Statystyki wprawiają w osłupienie nawet tych, którzy od początku byli sceptykami. – Mam gorzką satysfakcję. Sprawdziły się co do joty przypuszczenia, które przedstawialiśmy w trakcie prac legislacyjnych nad ustawą – komentuje adwokat Rafał Dębowski, sekretarz Naczelnej Rady Adwokackiej. Jego zdaniem system nieodpłatnej pomocy został zbudowany na błędnych założeniach i przez to nie jest efektywny.
Wadliwy pomysł
W ocenie Dębowskiego słabe zainteresowanie poradami może wynikać z kilku przyczyn. – Przede wszystkim usłudze prawnej towarzyszy element zaufania. Tymczasem idąc do punktu organizowanego przez powiaty czy gminy, gdzie nie ma wyboru prawnika, część osób odnosi wrażenie, że uzyskuje wsparcie od urzędu. Takiego rodzaju pomocy zaś nie oczekują, szczególnie gdy same są w konflikcie z organami administracji – zauważa mecenas. I przypomina, że NRA postulowała wprowadzenie systemu kuponowego. Tak, aby każda osoba uprawniona mogła pójść do wybranego przez siebie adwokata czy radcy, który zadeklarował chęć uczestnictwa w systemie poradnictwa, i zapłacić mu tym kuponem za wykonaną usługę.
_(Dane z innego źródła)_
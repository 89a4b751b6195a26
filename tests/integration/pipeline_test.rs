//! End-to-end tests over the library pipeline: raw text blocks in,
//! aligned numeric pairs out.

use cellprep::extract::{self, DELIVERY_MARKER, NR_MEAS_MARKER};
use cellprep::pipeline::{process_batch, RawSession};
use cellprep::resample::{resample, RegularPair};
use cellprep::series::TimeSeries;
use cellprep::{Config, Session, Technology};

fn time(ms: i64) -> String {
    format!(
        "{:02}:{:02}:{:02}.{:03}",
        ms / 3_600_000,
        ms / 60_000 % 60,
        ms / 1000 % 60,
        ms % 1000
    )
}

fn signal_record(ms: i64, rsrp: f64) -> String {
    format!("{}  {NR_MEAS_MARKER}\n  SS-RSRP : {rsrp} dBm", time(ms))
}

fn delivery_record(ms: i64, total: i64) -> String {
    format!("{}  {DELIVERY_MARKER}\n  | 0 | 1432 | {total} |", time(ms))
}

#[test]
fn two_cadences_align_onto_one_grid() {
    // 50 signal readings every 20 ms starting at t=0, and 50 delivery
    // totals every 20 ms starting at t=5: no shared timestamps at all.
    let rsrp = TimeSeries::from_points((0..50).map(|i| (20 * i, -90.0 - (i % 7) as f64)));
    let bandwidth = TimeSeries::from_points((0..50).map(|i| (5 + 20 * i, 100.0 + i as f64)));

    let session = Session {
        technology: Technology::Sa,
        rsrp,
        bandwidth,
    };
    let pair = resample(session, 50).unwrap();

    // Overlap [5, 980], so the grid is 5, 55, ..., 955.
    assert_eq!(pair.bandwidth.len(), (980 - 5) / 50 + 1);
    assert_eq!(pair.rsrp.len(), pair.bandwidth.len());
}

#[test]
fn full_pipeline_from_raw_text() {
    let mut blob = String::new();
    for i in 0..12i64 {
        blob.push_str(&signal_record(1000 * i, -88.0 - (i % 5) as f64));
        blob.push_str("\n\n");
        blob.push_str(&delivery_record(1000 * i + 500, 250_000 + 40_000 * i));
        blob.push_str("\n\n");
        // Interleaved noise the classifier must ignore.
        blob.push_str(&format!("{}  RRC OTA Packet\n  msg: Reconfiguration", time(1000 * i + 700)));
        blob.push_str("\n\n");
    }

    let records = extract::split_records(&blob);
    assert_eq!(records.len(), 36);

    let (session, report) = extract::extract_session(Technology::Nsa, &records);
    assert_eq!(report.skipped(), 0);
    assert_eq!(session.rsrp.len(), 12);
    assert_eq!(session.bandwidth.len(), 12);

    let pair = resample(session, 50).unwrap();
    // Bandwidth deltas: cold-start zero at t=500 is filtered, so the
    // overlap is [1500, 11000].
    assert_eq!(pair.bandwidth.len(), (11_000 - 1500) / 50 + 1);
    assert_eq!(pair.rsrp.len(), pair.bandwidth.len());
    // Steady 40 kB per second, sampled anywhere on the grid.
    assert!(pair.bandwidth.iter().all(|&b| b == 40_000));
}

#[test]
fn batch_output_is_grouped_by_technology() {
    let config = Config {
        interval_ms: 500,
        min_points: 5,
    };

    let make = |technology, offset_ms: i64| {
        let mut records = Vec::new();
        for i in 0..8i64 {
            records.push(match technology {
                Technology::Lte => format!(
                    "{}  LTE ML1 Connected Mode Meas\n  Inst RSRP : {}",
                    time(offset_ms + 1000 * i),
                    -95.0 + i as f64
                ),
                _ => signal_record(offset_ms + 1000 * i, -91.5),
            });
            records.push(delivery_record(offset_ms + 1000 * i + 300, 80_000 + 25_000 * i));
        }
        RawSession {
            technology,
            records,
            label: format!("{technology}-trial"),
        }
    };

    let sessions = vec![
        make(Technology::Lte, 0),
        make(Technology::Sa, 3_600_000),
        make(Technology::Lte, 7_200_000),
    ];
    let (data, stats) = process_batch(&sessions, &config).unwrap();

    assert_eq!(data[&Technology::Lte].len(), 2);
    assert_eq!(data[&Technology::Sa].len(), 1);
    assert!(!data.contains_key(&Technology::Nsa));
    assert_eq!(stats.sessions_in, 3);
    assert_eq!(stats.sessions_out, 3);
}

#[test]
fn regular_pair_serializes_without_timestamps() {
    let pair = RegularPair {
        bandwidth: vec![40_000, 41_000],
        rsrp: vec![-91.5, -92.0],
    };
    let json = serde_json::to_value(&pair).unwrap();

    assert_eq!(
        json,
        serde_json::json!({
            "bandwidth": [40_000, 41_000],
            "rsrp": [-91.5, -92.0],
        })
    );
}
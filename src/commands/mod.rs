//! CLI subcommand handlers.

pub mod process;
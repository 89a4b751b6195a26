//! Record classification and per-session series extraction.
//!
//! A diagnostic dump is a sequence of text blocks separated by blank lines.
//! Every block carries a `HH:MM:SS.mmm` timestamp in its header line;
//! classification is by marker substring, and a block that matches no marker
//! is irrelevant and silently ignored.
//!
//! Signal-strength and throughput extraction run independently on every
//! record: a block can fail one and still contribute to the other. A failed
//! extraction never aborts the session; it degrades to a skipped datapoint
//! and a warning carrying the record index.

mod counter;
mod metric;
mod timestamp;

pub use counter::CounterDifferencer;
pub use metric::{
    delivered_bytes_candidates, lte_rsrp_candidates, nr_rsrp_candidates, strongest,
};
pub use timestamp::timestamp_ms;

use thiserror::Error;
use tracing::warn;

use crate::session::{Session, Technology};

/// Marker for 5G-style signal-strength records (SA and NSA sessions).
pub const NR_MEAS_MARKER: &str = "NR5G ML1 Searcher Measurement";

/// Marker for 4G-style signal-strength records (LTE sessions).
pub const LTE_MEAS_MARKER: &str = "LTE ML1 Connected Mode Meas";

/// Marker for delivery-status (throughput) records, any technology.
pub const DELIVERY_MARKER: &str = "MAC DLSCH Delivery Status";

/// Per-record extraction failures.
#[derive(Debug, Clone, PartialEq, Eq, Error)]
pub enum ExtractError {
    /// The record carries no parseable `HH:MM:SS.mmm` timestamp.
    #[error("no HH:MM:SS.mmm timestamp in record")]
    MalformedTimestamp,

    /// The record matched a marker but its value rule found no candidates.
    #[error("record matched {kind} marker but yielded no value")]
    NoMetricMatch { kind: &'static str },
}

/// Which of the session's two series a datapoint belongs to.
#[derive(Debug, Clone, Copy, PartialEq, Eq)]
pub enum SeriesKind {
    Rsrp,
    Bandwidth,
}

impl SeriesKind {
    pub fn name(&self) -> &'static str {
        match self {
            SeriesKind::Rsrp => "rsrp",
            SeriesKind::Bandwidth => "bandwidth",
        }
    }
}

/// A skipped datapoint: the record at `record_index` matched a marker but
/// its extraction failed. The session continued without it.
#[derive(Debug, Clone, PartialEq, Eq)]
pub struct ExtractWarning {
    pub record_index: usize,
    pub series: SeriesKind,
    pub error: ExtractError,
}

/// What happened while extracting one session.
#[derive(Debug, Clone, Default)]
pub struct ExtractionReport {
    pub warnings: Vec<ExtractWarning>,
}

impl ExtractionReport {
    pub fn skipped(&self) -> usize {
        self.warnings.len()
    }

    fn skip(&mut self, record_index: usize, series: SeriesKind, error: ExtractError) {
        warn!(record_index, series = series.name(), %error, "skipping datapoint");
        self.warnings.push(ExtractWarning {
            record_index,
            series,
            error,
        });
    }
}

/// Split a raw dump into record blocks at blank-line boundaries.
///
/// Lines are joined back with `\n`, so `\r\n` dumps come out normalized.
pub fn split_records(raw: &str) -> Vec<String> {
    let mut records = Vec::new();
    let mut current = String::new();
    for line in raw.lines() {
        if line.trim().is_empty() {
            if !current.is_empty() {
                records.push(std::mem::take(&mut current));
            }
        } else {
            if !current.is_empty() {
                current.push('\n');
            }
            current.push_str(line);
        }
    }
    if !current.is_empty() {
        records.push(current);
    }
    records
}

/// Does `record` carry a signal-strength measurement for this technology?
///
/// LTE sessions read 4G-style measurement records; SA and NSA sessions read
/// 5G-style records. Records of the other family are irrelevant noise for
/// the session at hand.
pub fn is_signal_record(technology: Technology, record: &str) -> bool {
    match technology {
        Technology::Lte => record.contains(LTE_MEAS_MARKER),
        Technology::Sa | Technology::Nsa => record.contains(NR_MEAS_MARKER),
    }
}

/// Does `record` carry a delivery-status table?
pub fn is_delivery_record(record: &str) -> bool {
    record.contains(DELIVERY_MARKER)
}

fn signal_point(technology: Technology, record: &str) -> Result<(i64, f64), ExtractError> {
    let timestamp = timestamp::timestamp_ms(record)?;
    let candidates = match technology {
        Technology::Lte => metric::lte_rsrp_candidates(record),
        Technology::Sa | Technology::Nsa => metric::nr_rsrp_candidates(record),
    };
    let value = metric::strongest(&candidates).ok_or(ExtractError::NoMetricMatch {
        kind: "signal-strength",
    })?;
    Ok((timestamp, value))
}

fn delivery_total(record: &str) -> Result<(i64, i64), ExtractError> {
    let timestamp = timestamp::timestamp_ms(record)?;
    let candidates = metric::delivered_bytes_candidates(record);
    let total = metric::strongest(&candidates).ok_or(ExtractError::NoMetricMatch {
        kind: "delivery",
    })?;
    Ok((timestamp, total))
}

/// Build the two irregular series for one session.
///
/// Records are visited in source order, which is chronological. The counter
/// baseline lives inside this call, so concurrent sessions cannot leak
/// baselines into each other.
pub fn extract_session<S: AsRef<str>>(
    technology: Technology,
    records: &[S],
) -> (Session, ExtractionReport) {
    let mut session = Session::new(technology);
    let mut report = ExtractionReport::default();
    let mut counter = CounterDifferencer::new();

    for (index, record) in records.iter().enumerate() {
        let record = record.as_ref();

        if is_signal_record(technology, record) {
            match signal_point(technology, record) {
                Ok((timestamp, value)) => {
                    session.rsrp.insert(timestamp, value);
                }
                Err(error) => report.skip(index, SeriesKind::Rsrp, error),
            }
        }

        if is_delivery_record(record) {
            match delivery_total(record) {
                Ok((timestamp, total)) => {
                    let delta = counter.observe(total);
                    session.bandwidth.insert(timestamp, delta as f64);
                }
                Err(error) => report.skip(index, SeriesKind::Bandwidth, error),
            }
        }
    }

    (session, report)
}
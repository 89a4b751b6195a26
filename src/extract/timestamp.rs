//! Record timestamp recovery.

use std::sync::LazyLock;

use chrono::{NaiveTime, Timelike};
use regex::Regex;

use super::ExtractError;

/// `HH:MM:SS.mmm` anywhere in a record. Field validity (hour < 24 etc.) is
/// checked by the chrono parse, not the pattern.
static TIMESTAMP: LazyLock<Regex> =
    LazyLock::new(|| Regex::new(r"\d{2}:\d{2}:\d{2}\.\d{3}").unwrap());

/// Milliseconds since midnight of the first `HH:MM:SS.mmm` timestamp found
/// in `record`.
///
/// Records carry their timestamp in the block header, so the first match is
/// the record's own; later matches belong to embedded payload fields and are
/// ignored.
pub fn timestamp_ms(record: &str) -> Result<i64, ExtractError> {
    let matched = TIMESTAMP
        .find(record)
        .ok_or(ExtractError::MalformedTimestamp)?;
    let time = NaiveTime::parse_from_str(matched.as_str(), "%H:%M:%S%.3f")
        .map_err(|_| ExtractError::MalformedTimestamp)?;

    Ok(i64::from(time.num_seconds_from_midnight()) * 1000
        + i64::from(time.nanosecond() / 1_000_000))
}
– Takie rozwiązanie odciążyłoby również samorządy odpowiedzialne obecnie za techniczną organizację punktów – dodaje radca prawny Włodzimierz Chróścik, dziekan Okręgowej Izby Radców Prawnych w Warszawie.
Płatne pośrednictwo
W ocenie przedstawicieli samorządów prawniczych po pierwszym kwartale funkcjonowania bezpłatnych porad można wyciągnąć jeszcze jeden wniosek – że ustawodawca popełnił błąd, dopuszczając do systemu w bardzo szerokim zakresie organizacje pozarządowe.
– Z analizy danych statystycznych wynika, że NGO udzieliły jedynie 30 proc. porad prawnych. To bardzo mało, jeśli uwzględni się to, że zgodnie z ustawą przysługiwała im prawie połowa punktów – wylicza mecenas Dębowski.
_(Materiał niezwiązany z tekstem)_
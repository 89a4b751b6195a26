//! Build script - embeds git commit hash and build info
//!
//! When the `release` feature is NOT set (default dev builds):
//! - Emits `VERGEN_GIT_SHA` environment variable with the commit hash
//! - Emits `CELLPREP_BUILD_DATE` environment variable with the build date
//!
//! When the `release` feature IS set (CI/official builds):
//! - Emits build date only (clean version string without git hash)

use std::process::Command;

/// Get the current date in YYYY-MM-DD format
fn get_build_date() -> String {
    // Use the date command for cross-platform compatibility
    if let Ok(output) = Command::new("date").args(["+%Y-%m-%d"]).output() {
        if output.status.success() {
            return String::from_utf8_lossy(&output.stdout).trim().to_string();
        }
    }
    // Fallback for systems where date command differs
    "unknown".to_string()
}

fn main() {
    let build_date = get_build_date();
    println!("cargo:rustc-env=CELLPREP_BUILD_DATE={}", build_date);

    // Only emit git SHA when NOT building with --features release
    #[cfg(not(feature = "release"))]
    {
        use vergen_gitcl::{Emitter, GitclBuilder};

        // Use graceful fallback if git info is unavailable
        let git_result = GitclBuilder::default().sha(true).build();

        let emit_result = match git_result {
            Ok(git) => Emitter::default()
                .add_instructions(&git)
                .and_then(|emitter| emitter.emit()),
            Err(e) => {
                eprintln!("cargo:warning=Failed to configure git info: {}", e);
                println!("cargo:rustc-env=VERGEN_GIT_SHA=unknown");
                return;
            }
        };

        if let Err(e) = emit_result {
            // If git info fails (e.g., not in a git repo), emit fallback value
            eprintln!("cargo:warning=Failed to get git info: {}", e);
            println!("cargo:rustc-env=VERGEN_GIT_SHA=unknown");
        }
    }

    // For release builds, no git SHA is emitted (clean version string)
}
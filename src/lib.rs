//! Cellular field-trial log preprocessing.
//!
//! Field trials record one diagnostic dump per trial session. Each dump is a
//! sequence of loosely structured text records carrying, among much else,
//! signal-strength measurements and a cumulative delivered-byte counter.
//! This crate turns those dumps into pairs of time-aligned, regularly-sampled
//! numeric series ready for statistical modeling.
//!
//! # Pipeline
//!
//! ```text
//! raw log text
//!   -> extract    classify records, recover timestamps and metric values,
//!                 difference the byte counter into per-record deltas
//!   -> series     two irregular time series per session (rsrp, bandwidth)
//!   -> resample   drop invalid bandwidth readings, restrict to the
//!                 overlapping window, sample both series on one regular grid
//!   -> pipeline   batch the above over independent sessions, collect
//!                 per-technology results and a summary of what was skipped
//! ```
//!
//! Sessions never share state, so the batch stage processes them in parallel.
//! Per-record extraction failures degrade to a skipped datapoint and a
//! warning; per-session failures (no overlapping window, too few points) drop
//! the session and leave the rest of the batch alone.

pub mod config;
pub mod extract;
pub mod pipeline;
pub mod resample;
pub mod series;
pub mod session;

pub use config::Config;
pub use session::{Session, Technology};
A to jeszcze nie koniec wątpliwości.
– Statystyki zgromadzone przez Naczelną Radę Adwokacką dowodzą z kolei, że około 70 proc. osób udzielających porad prawnych w ramach organizacji pozarządowych to adwokaci oraz radcowie prawni. NGO bardzo często działają jedynie na zasadzie pośrednika generującego koszty. Za pośrednictwo pobierają średnio ok. 30 proc. kwoty bazowej (a więc 30 proc. z 5150 zł – red.) przeznaczonej z budżetu państwa – wskazuje mecenas Dębowski.
Zdaniem profesora Macieja Gutowskiego, dziekana Okręgowej Rady Adwokackiej w Poznaniu, cały system świadczenia nieodpłatnej pomocy prawnej jest zawiły i oparty tak naprawdę na przypadkowych rozwiązaniach. To zaś rodzi dość duże komplikacje w praktyce.
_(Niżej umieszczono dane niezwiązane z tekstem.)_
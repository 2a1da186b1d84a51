//! 统一错误处理模块
//!
//! 提供批量本地化引擎的统一错误类型定义和处理机制

// 标准库导入
use std::fmt;

// 第三方crate导入
use anyhow::Error as AnyhowError;

/// 协作式取消的规范错误消息
///
/// 无论底层传输以何种方式报告中止，对外都统一为这一条消息
pub const CANCELLED_MESSAGE: &str = "请求已中止";

/// 批量本地化引擎统一错误类型
///
/// 定义了引擎中可能出现的所有错误类型，提供统一的错误处理接口。
/// 错误不做内部重试或恢复，直接传播给顶层入口的调用方。
#[derive(Debug)]
pub enum LocalizerError {
    /// 协作式取消（规范化的单一消息）
    Cancelled,

    /// 配置相关错误（同步抛出，发生在任何网络调用之前）
    Configuration {
        /// 配置项名称
        field: String,
        /// 错误原因
        reason: String,
    },

    /// 提供方判定请求无效（等价于HTTP 400）
    InvalidRequest {
        /// 提供方返回的消息
        message: String,
    },

    /// 提供方返回非成功状态或错误响应体
    Provider {
        /// HTTP状态码
        status_code: u16,
        /// 提供方消息或原始响应体
        message: String,
        /// API地址
        api_url: String,
    },

    /// 网络传输相关错误
    Network {
        /// 错误消息
        message: String,
        /// HTTP状态码（如果适用）
        status_code: Option<u16>,
    },

    /// HTML或JSON结构解析错误
    Parse {
        /// 具体错误信息
        details: String,
    },

    /// 内部处理错误（包装anyhow::Error）
    Internal {
        /// 包装的错误
        source: AnyhowError,
    },
}

impl fmt::Display for LocalizerError {
    fn fmt(&self, f: &mut fmt::Formatter<'_>) -> fmt::Result {
        match self {
            LocalizerError::Cancelled => {
                write!(f, "{}", CANCELLED_MESSAGE)
            }
            LocalizerError::Configuration { field, reason } => {
                write!(f, "配置错误 [{}]: {}", field, reason)
            }
            LocalizerError::InvalidRequest { message } => {
                write!(f, "无效请求: {}", message)
            }
            LocalizerError::Provider {
                status_code,
                message,
                api_url,
            } => {
                write!(f, "本地化API错误 [{}] {}: {}", status_code, api_url, message)
            }
            LocalizerError::Network {
                message,
                status_code,
            } => {
                if let Some(code) = status_code {
                    write!(f, "网络请求失败 [{}]: {}", code, message)
                } else {
                    write!(f, "网络请求失败: {}", message)
                }
            }
            LocalizerError::Parse { details } => {
                write!(f, "解析失败: {}", details)
            }
            LocalizerError::Internal { source } => {
                write!(f, "内部处理错误: {}", source)
            }
        }
    }
}

impl std::error::Error for LocalizerError {
    fn source(&self) -> Option<&(dyn std::error::Error + 'static)> {
        match self {
            LocalizerError::Internal { source } => Some(source.as_ref()),
            _ => None,
        }
    }
}

/// 批量本地化引擎结果类型别名
pub type Result<T> = std::result::Result<T, LocalizerError>;

/// 便捷的错误创建宏
#[macro_export]
macro_rules! localizer_error {
    (cancelled) => {
        $crate::error::LocalizerError::Cancelled
    };
    (config, $field:expr, $reason:expr) => {
        $crate::error::LocalizerError::Configuration {
            field: $field.to_string(),
            reason: $reason.to_string(),
        }
    };
    (invalid_request, $msg:expr) => {
        $crate::error::LocalizerError::InvalidRequest {
            message: $msg.to_string(),
        }
    };
    (provider, $code:expr, $msg:expr, $url:expr) => {
        $crate::error::LocalizerError::Provider {
            status_code: $code,
            message: $msg.to_string(),
            api_url: $url.to_string(),
        }
    };
    (parse, $details:expr) => {
        $crate::error::LocalizerError::Parse {
            details: $details.to_string(),
        }
    };
}

/// 从anyhow::Error转换为LocalizerError
impl From<AnyhowError> for LocalizerError {
    fn from(error: AnyhowError) -> Self {
        LocalizerError::Internal { source: error }
    }
}

/// 从reqwest::Error转换为LocalizerError
impl From<reqwest::Error> for LocalizerError {
    fn from(error: reqwest::Error) -> Self {
        let status_code = error.status().map(|s| s.as_u16());
        LocalizerError::Network {
            message: error.to_string(),
            status_code,
        }
    }
}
– Dlatego najwyższy czas popracować nad kompleksowym uregulowaniem tego zagadnienia. Świadczenie pomocy prawnej z urzędu, system zwolnień od kosztów sądowych i wreszcie nieodpłatna przedsądowa pomoc prawna powinny się opierać na jednolitych zasadach – zwraca uwagę. W przeciwnym wypadku wciąż będą się pojawiać podobne problemy, jak te z wadliwie działającym systemem nieodpłatnej pomocy.